Kate Moretti, author of In Her Bones
Her pick: Mrs. Lisbon in The Virgin Suicides
Mrs. Lisbon is such a complicated character; villain seems almost too strong a word. She was fearful, chilly, harsh, and strict, but she wasn’t evil. She was hopelessly misguided. Because of Mrs. Lisbon’s stranglehold on her daughters, all five of them commit suicide. After Cecilia’s suicide (by jumping out a window and impaling herself on their picket fence), Mrs. Lisbon attempts to loosen the rules to prevent the others from following the same fate. That is, until Lux (the promiscuous one) misses her curfew after Homecoming. The house is on lockdown, no one is allowed in or out, and the Lisbon girls are essentially imprisoned in their own homes for months. The only way out for the Lisbons is death via suicide pact. Mrs. Lisbon is broken by the death of her children and is never heard from again. I always find the most relatable villains to be the most terrifying, and Mrs. Lisbon is no exception.
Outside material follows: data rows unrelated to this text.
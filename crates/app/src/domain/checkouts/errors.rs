//! Checkouts service errors.

use sqlx::{
    Error,
    error::{DatabaseError, ErrorKind},
};
use thiserror::Error;

use crate::domain::coupons::CouponRejection;

#[derive(Debug, Error)]
pub enum CheckoutsServiceError {
    #[error("order already exists")]
    AlreadyExists,

    #[error("order not found")]
    NotFound,

    #[error("{0}")]
    InvalidReference(&'static str),

    #[error("missing required data")]
    MissingRequiredData,

    #[error("{0}")]
    InvalidData(&'static str),

    #[error("No active cart items found")]
    NoActiveCartItems,

    #[error("Coupon not found")]
    CouponNotFound,

    #[error(transparent)]
    CouponRejected(CouponRejection),

    #[error("{0}")]
    InvalidTransition(&'static str),

    #[error("storage error")]
    Sql(#[source] Error),
}

impl From<Error> for CheckoutsServiceError {
    fn from(error: Error) -> Self {
        if matches!(error, Error::RowNotFound) {
            return Self::NotFound;
        }

        match error.as_database_error().map(DatabaseError::kind) {
            Some(ErrorKind::UniqueViolation) => Self::AlreadyExists,
            Some(ErrorKind::ForeignKeyViolation) => {
                Self::InvalidReference("related resource not found")
            }
            Some(ErrorKind::NotNullViolation) => Self::MissingRequiredData,
            Some(ErrorKind::CheckViolation) => Self::InvalidData("invalid order data"),
            Some(ErrorKind::Other | _) | None => Self::Sql(error),
        }
    }
}

impl From<CouponRejection> for CheckoutsServiceError {
    fn from(rejection: CouponRejection) -> Self {
        Self::CouponRejected(rejection)
    }
}
//! Users
//!
//! Shoppers and admins are authenticated upstream. Only their identifier reaches this crate.

use crate::uuids::TypedUuid;

/// Marker for identifiers issued by the identity provider.
#[derive(Debug)]
pub enum User {}

/// User UUID
pub type UserUuid = TypedUuid<User>;
//! Order statuses service.

use async_trait::async_trait;
use mockall::automock;
use tracing::info;

use crate::{
    database::Db,
    domain::statuses::{
        data::NewOrderStatus, errors::StatusesServiceError, records::OrderStatusRecord,
        repositories::PgStatusesRepository,
    },
};

#[derive(Debug, Clone)]
pub struct PgStatusesService {
    db: Db,
    repository: PgStatusesRepository,
}

impl PgStatusesService {
    #[must_use]
    pub fn new(db: Db) -> Self {
        Self {
            db,
            repository: PgStatusesRepository::new(),
        }
    }
}

#[async_trait]
impl StatusesService for PgStatusesService {
    #[tracing::instrument(name = "statuses.service.list_statuses", skip(self), err)]
    async fn list_statuses(&self) -> Result<Vec<OrderStatusRecord>, StatusesServiceError> {
        let mut tx = self.db.begin().await?;

        let statuses = self.repository.list_statuses(&mut tx).await?;

        tx.commit().await?;

        Ok(statuses)
    }

    #[tracing::instrument(
        name = "statuses.service.create_status",
        skip(self, status),
        fields(code = %status.code),
        err
    )]
    async fn create_status(
        &self,
        status: NewOrderStatus,
    ) -> Result<OrderStatusRecord, StatusesServiceError> {
        let mut tx = self.db.begin().await?;

        let created = self.repository.create_status(&mut tx, status).await?;

        tx.commit().await?;

        info!(status_uuid = %created.uuid, code = %created.code, "created order status");

        Ok(created)
    }
}

#[automock]
#[async_trait]
pub trait StatusesService: Send + Sync {
    /// All statuses in workflow order.
    async fn list_statuses(&self) -> Result<Vec<OrderStatusRecord>, StatusesServiceError>;

    /// Adds an admin-defined status to the workflow.
    async fn create_status(
        &self,
        status: NewOrderStatus,
    ) -> Result<OrderStatusRecord, StatusesServiceError>;
}

#[cfg(test)]
mod tests {
    use testresult::TestResult;

    use crate::{
        domain::statuses::{StatusResolver, records::WellKnownStatus},
        test::TestContext,
    };

    use super::*;

    #[tokio::test]
    async fn seeded_statuses_are_listed_in_workflow_order() -> TestResult {
        let ctx = TestContext::new().await;

        let codes: Vec<String> = ctx
            .statuses
            .list_statuses()
            .await?
            .into_iter()
            .map(|status| status.code)
            .collect();

        assert_eq!(
            codes,
            ["pending", "processing", "shipped", "delivered", "cancelled"]
        );

        Ok(())
    }

    #[tokio::test]
    async fn created_status_slots_into_workflow() -> TestResult {
        let ctx = TestContext::new().await;

        let created = ctx
            .statuses
            .create_status(NewOrderStatus {
                code: "packed".to_string(),
                title: "Packed".to_string(),
                position: 25,
                is_terminal: false,
            })
            .await?;

        let statuses = ctx.statuses.list_statuses().await?;
        let position = statuses.iter().position(|status| status.uuid == created.uuid);

        assert_eq!(position, Some(2));

        Ok(())
    }

    #[tokio::test]
    async fn duplicate_code_returns_already_exists() {
        let ctx = TestContext::new().await;

        let result = ctx
            .statuses
            .create_status(NewOrderStatus {
                code: "pending".to_string(),
                title: "Pending again".to_string(),
                position: 11,
                is_terminal: false,
            })
            .await;

        assert!(
            matches!(result, Err(StatusesServiceError::AlreadyExists)),
            "expected AlreadyExists, got {result:?}"
        );
    }

    #[tokio::test]
    async fn resolver_finds_terminal_statuses() -> TestResult {
        let ctx = TestContext::new().await;
        let resolver = PgStatusesRepository::new();

        let mut tx = ctx.db.begin_test_transaction().await;

        let cancelled = resolver.resolve(&mut tx, WellKnownStatus::Cancelled).await?;
        let pending = resolver.resolve(&mut tx, WellKnownStatus::Pending).await?;

        assert!(cancelled.is_terminal);
        assert!(cancelled.is(WellKnownStatus::Cancelled));
        assert!(!pending.is_terminal);

        Ok(())
    }
}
Rea Frey, author of Not Her Daughter
My pick: Corrine Dollanganger from Flowers in the Attic
Never was there a more sinister mother than Corrine keeping her children locked away in an attic. I remember being tangled in sheets, flashlight in bed, devouring this book, cautious but optimistic that it would all turn out okay. As a child, I didn’t understand a mother’s cruelty to sacrifice her own children’s health and happiness. How could you keep your kids locked away? How could you sacrifice their livelihood for an inheritance? How could you feed your children donuts laced with rat poison? Corrine morphs from a mother who only wants the best for her four children to a selfish, cruel abuser that is the ultimate cautionary tale.